O'Brien and Mrs. McCormack went up to the parlour window of the house to speak to the police. Through the window, O'Brien stated, "We are all Irishmen—give up your guns and you are free to go." O'Brien shook hands with some of the police through the window. The initial report to the Lord Lieutenant of Ireland stated that a constable fired the first shot at O'Brien, who was attempting to negotiate. General firing then ensued between the police and the rebels. O'Brien had to be dragged out of the line of fire by James Stephens and Terence Bellew MacManus, both of whom were wounded. As he tried to flee the district, William Smith O'Brien was arrested at Thurles railway station on 5 August. He and the other three leaders were found guilty of treason and were among the last people to be sentenced to 'hanging, drawing and quartering'. At the insistence of Queen Victoria herself, who thought the sentencing too harsh for the crime committed, they were transported to Australia.

==Amenities==
On Ballingarry's main street, there is a church, primary school and shops.
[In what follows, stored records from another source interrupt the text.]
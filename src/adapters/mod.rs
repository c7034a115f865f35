// Adapters layer: concrete implementations of the domain ports.

pub mod http;
pub mod storage;

pub use http::HttpQuoteSource;
pub use storage::{LocalStorage, MemoryStorage};
use anyhow::Context;
use clap::Parser;
use quote_sync::config::{validate_provider, TomlConfig};
use quote_sync::core::ConfigProvider;
use quote_sync::domain::model::ALL_CATEGORIES;
use quote_sync::utils::error::ErrorSeverity;
use quote_sync::utils::logger::{self, LogFormat};
use quote_sync::{
    CliConfig, Command, HttpQuoteSource, LocalStorage, QuoteError, QuoteStore, StoreOptions,
    SyncScheduler,
};
use std::sync::Arc;
use tokio::sync::mpsc;
use tokio_util::sync::CancellationToken;

type Store = QuoteStore<LocalStorage, HttpQuoteSource>;

#[tokio::main]
async fn main() {
    let cli = CliConfig::parse();

    // 初始化日誌
    let format = if cli.log_json {
        LogFormat::Json
    } else {
        LogFormat::Compact
    };
    logger::init_logger(format, cli.verbose);

    tracing::info!("Starting quote-sync");
    if cli.verbose {
        tracing::debug!("CLI config: {:?}", cli);
    }

    if let Err(e) = run(&cli).await {
        report_and_exit(e);
    }
}

async fn run(cli: &CliConfig) -> anyhow::Result<()> {
    let config: Box<dyn ConfigProvider> = match &cli.config {
        Some(path) => {
            tracing::info!("📁 Loading configuration from: {}", path);
            Box::new(TomlConfig::from_file(path)?)
        }
        None => Box::new(cli.clone()),
    };

    // 驗證配置
    validate_provider(config.as_ref())?;

    let storage = LocalStorage::new(config.storage_path().to_string());
    let source = HttpQuoteSource::from_config(config.as_ref())?;
    let store = Arc::new(
        QuoteStore::open(storage, source, StoreOptions::from_config(config.as_ref())).await?,
    );

    match &cli.command {
        Command::Show { category } => {
            let shown = match category {
                Some(category) => store.show_random_quote_in(category).await?,
                None => store.show_random_quote().await?,
            };
            println!("{}", shown);
        }
        Command::Categories => {
            let selected = store.selected_category().await;
            for category in store.category_options().await {
                let marker = if category == selected { "*" } else { " " };
                let label = if category == ALL_CATEGORIES {
                    "All Categories"
                } else {
                    category.as_str()
                };
                println!("{} {}", marker, label);
            }
        }
        Command::Add { text, category } => {
            store.add_quote(text, category).await?;
            println!("✅ Quote added!");
            println!("{}", store.show_random_quote().await?);
            // CLI 即將結束，讓背景 POST 有機會完成
            store.wait_for_pending_posts().await;
        }
        Command::Filter { category } => {
            store.set_selected_category(category).await?;
            println!("{}", store.show_random_quote().await?);
        }
        Command::Export { output } => {
            let payload = store.export_quotes().await?;
            tokio::fs::write(output, payload)
                .await
                .with_context(|| format!("failed to write export file '{}'", output))?;
            println!("📁 Exported {} quote(s) to {}", store.len().await, output);
        }
        Command::Import { file } => {
            let payload = tokio::fs::read_to_string(file)
                .await
                .with_context(|| format!("failed to read import file '{}'", file))?;
            let count = store.import_quotes(&payload).await?;
            println!("✅ Imported {} quote(s) successfully!", count);
            println!("{}", store.show_random_quote().await?);
        }
        Command::Sync => {
            let outcome = store.sync_quotes().await?;
            println!("🔄 {}", outcome.summary());
        }
        Command::Watch => watch(store, config.as_ref()).await,
        Command::Last => match store.last_shown().await? {
            Some(last) => println!("{}", last),
            None => println!("No quote shown yet"),
        },
    }

    Ok(())
}

async fn watch(store: Arc<Store>, config: &dyn ConfigProvider) {
    let token = CancellationToken::new();
    let (tx, mut rx) = mpsc::unbounded_channel();
    let scheduler = SyncScheduler::spawn(store, config.sync_interval(), token.clone(), Some(tx));

    println!(
        "🔄 Syncing every {}s from {} (Ctrl-C to stop)",
        config.sync_interval().as_secs(),
        config.api_endpoint()
    );

    loop {
        tokio::select! {
            result = tokio::signal::ctrl_c() => {
                if let Err(e) = result {
                    tracing::warn!("Failed to listen for Ctrl-C: {}", e);
                }
                break;
            }
            Some(outcome) = rx.recv() => {
                println!("🔄 {} ({} total)", outcome.summary(), outcome.total);
            }
        }
    }

    scheduler.shutdown().await;
}

fn report_and_exit(e: anyhow::Error) -> ! {
    match e.downcast_ref::<QuoteError>() {
        Some(err) => {
            tracing::error!(
                "❌ quote-sync failed: {} (Category: {:?}, Severity: {:?})",
                err,
                err.category(),
                err.severity()
            );
            eprintln!("❌ {}", err.user_friendly_message());
            eprintln!("💡 Suggestion: {}", err.recovery_suggestion());

            // 根據錯誤嚴重程度決定退出碼
            let exit_code = match err.severity() {
                ErrorSeverity::Medium => 2,
                ErrorSeverity::High => 1,
                ErrorSeverity::Critical => 3,
            };
            std::process::exit(exit_code);
        }
        None => {
            tracing::error!("❌ quote-sync failed: {:#}", e);
            eprintln!("❌ {:#}", e);
            std::process::exit(1);
        }
    }
}
//! Root component: context providers, router, and theme bootstrap.
//!
//! ARCHITECTURE
//! ============
//! All shared state lives in context-provided signals so route components
//! stay prop-free; configuration is resolved once and provided as a plain
//! `Option<Config>` value.

use leptos::prelude::*;
use leptos_meta::{Title, provide_meta_context};
use leptos_router::components::{Route, Router, Routes};
use leptos_router::path;

use crate::config::Config;
use crate::pages::callback::AuthCallbackPage;
use crate::pages::home::HomePage;
use crate::state::bookmarks::BookmarksState;
use crate::state::session::SessionState;
use crate::state::ui::UiState;

/// Application shell mounted at the document body.
#[component]
pub fn App() -> impl IntoView {
    provide_meta_context();

    provide_context(Config::from_env());
    let session = RwSignal::new(SessionState::default());
    let bookmarks = RwSignal::new(BookmarksState::default());
    let ui = RwSignal::new(UiState::default());
    provide_context(session);
    provide_context(bookmarks);
    provide_context(ui);

    // Resolve and apply the persisted theme before first paint.
    #[cfg(feature = "web")]
    {
        let initial = crate::util::theme::read_preference();
        crate::util::theme::apply(initial);
        ui.update(|u| u.theme = initial);
    }

    view! {
        <Title text="Smart Bookmark App"/>
        <Router>
            <Routes fallback=|| view! { <p class="route-missing">"Page not found."</p> }>
                <Route path=path!("/") view=HomePage/>
                <Route path=path!("/auth/callback") view=AuthCallbackPage/>
            </Routes>
        </Router>
    }
}
//! Marksync — a live-syncing personal bookmark manager.
//!
//! A WebAssembly single-page client over a hosted backend platform: OAuth
//! sign-in through the platform's auth service, bookmark rows in its
//! relational table, and a realtime channel whose change notifications
//! trigger full list refetches so every open tab converges on server state.
//!
//! The `web` feature enables the browser runtime (rendering, HTTP, the
//! realtime socket); without it the crate exposes the pure logic the test
//! suite exercises on the host.

pub mod app;
pub mod components;
pub mod config;
pub mod net;
pub mod pages;
pub mod state;
pub mod util;

/// Browser entry point: install panic/log hooks and mount the app.
#[cfg(feature = "web")]
#[wasm_bindgen::prelude::wasm_bindgen(start)]
pub fn start() {
    console_error_panic_hook::set_once();
    let _ = console_log::init_with_level(log::Level::Info);
    leptos::mount::mount_to_body(app::App);
}
//! Theme preference store.
//!
//! Reads the `light`/`dark` preference from `localStorage` and applies a
//! `data-theme` attribute to the `<html>` element. Writes persist the choice
//! and restyle the page synchronously. Requires a browser environment; when
//! storage is unavailable the preference simply does not survive reloads.

#[cfg(test)]
#[path = "theme_test.rs"]
mod theme_test;

/// Fixed localStorage key for the theme flag.
#[cfg(feature = "web")]
const STORAGE_KEY: &str = "theme";

/// Process-wide presentation preference.
#[derive(Clone, Copy, Debug, Default, PartialEq, Eq)]
pub enum Theme {
    #[default]
    Light,
    Dark,
}

impl Theme {
    /// Storage and attribute value for this theme.
    pub fn as_str(self) -> &'static str {
        match self {
            Theme::Light => "light",
            Theme::Dark => "dark",
        }
    }

    /// Parse a stored value; anything but the two known strings is `None`.
    pub fn parse(value: &str) -> Option<Self> {
        match value {
            "light" => Some(Theme::Light),
            "dark" => Some(Theme::Dark),
            _ => None,
        }
    }

    /// The other theme.
    pub fn toggled(self) -> Self {
        match self {
            Theme::Light => Theme::Dark,
            Theme::Dark => Theme::Light,
        }
    }
}

/// Read the theme preference from localStorage.
///
/// A stored value wins outright; otherwise the system dark/light preference
/// applies, and light is the final fallback.
pub fn read_preference() -> Theme {
    #[cfg(feature = "web")]
    {
        let Some(window) = web_sys::window() else {
            return Theme::Light;
        };

        // Check localStorage first.
        if let Ok(Some(storage)) = window.local_storage() {
            if let Ok(Some(value)) = storage.get_item(STORAGE_KEY) {
                if let Some(theme) = Theme::parse(&value) {
                    return theme;
                }
            }
        }

        // Fall back to system preference.
        let prefers_dark = window
            .match_media("(prefers-color-scheme: dark)")
            .ok()
            .flatten()
            .map_or(false, |mq| mq.matches());
        if prefers_dark { Theme::Dark } else { Theme::Light }
    }
    #[cfg(not(feature = "web"))]
    {
        Theme::Light
    }
}

/// Apply the `data-theme` attribute on the `<html>` element.
pub fn apply(theme: Theme) {
    #[cfg(feature = "web")]
    {
        if let Some(doc) = web_sys::window().and_then(|w| w.document()) {
            if let Some(el) = doc.document_element() {
                let _ = el.set_attribute("data-theme", theme.as_str());
            }
        }
    }
    #[cfg(not(feature = "web"))]
    {
        let _ = theme;
    }
}

/// Persist the preference and restyle the page synchronously.
pub fn write(theme: Theme) {
    apply(theme);
    #[cfg(feature = "web")]
    {
        if let Some(window) = web_sys::window() {
            if let Ok(Some(storage)) = window.local_storage() {
                let _ = storage.set_item(STORAGE_KEY, theme.as_str());
            }
        }
    }
}

/// Flip the preference, persist it, and return the new value.
pub fn toggle(current: Theme) -> Theme {
    let next = current.toggled();
    write(next);
    next
}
The nearby collieries of Ballingarry are historically associated with anthracite mining in Ireland.

==Economy==
The area was the centre of an active coal-mining industry for nearly two hundred years. However, economic factors led to the demise of Ballingarry Coal Mines in the late 20th century. With the mining shafts now flooded and the associated infra-structure derelict or removed, there is little or no prospect of its revival.

==Sport==
Ballingarry GAA club is the local Gaelic Athletic Association club and has a pitch in the village.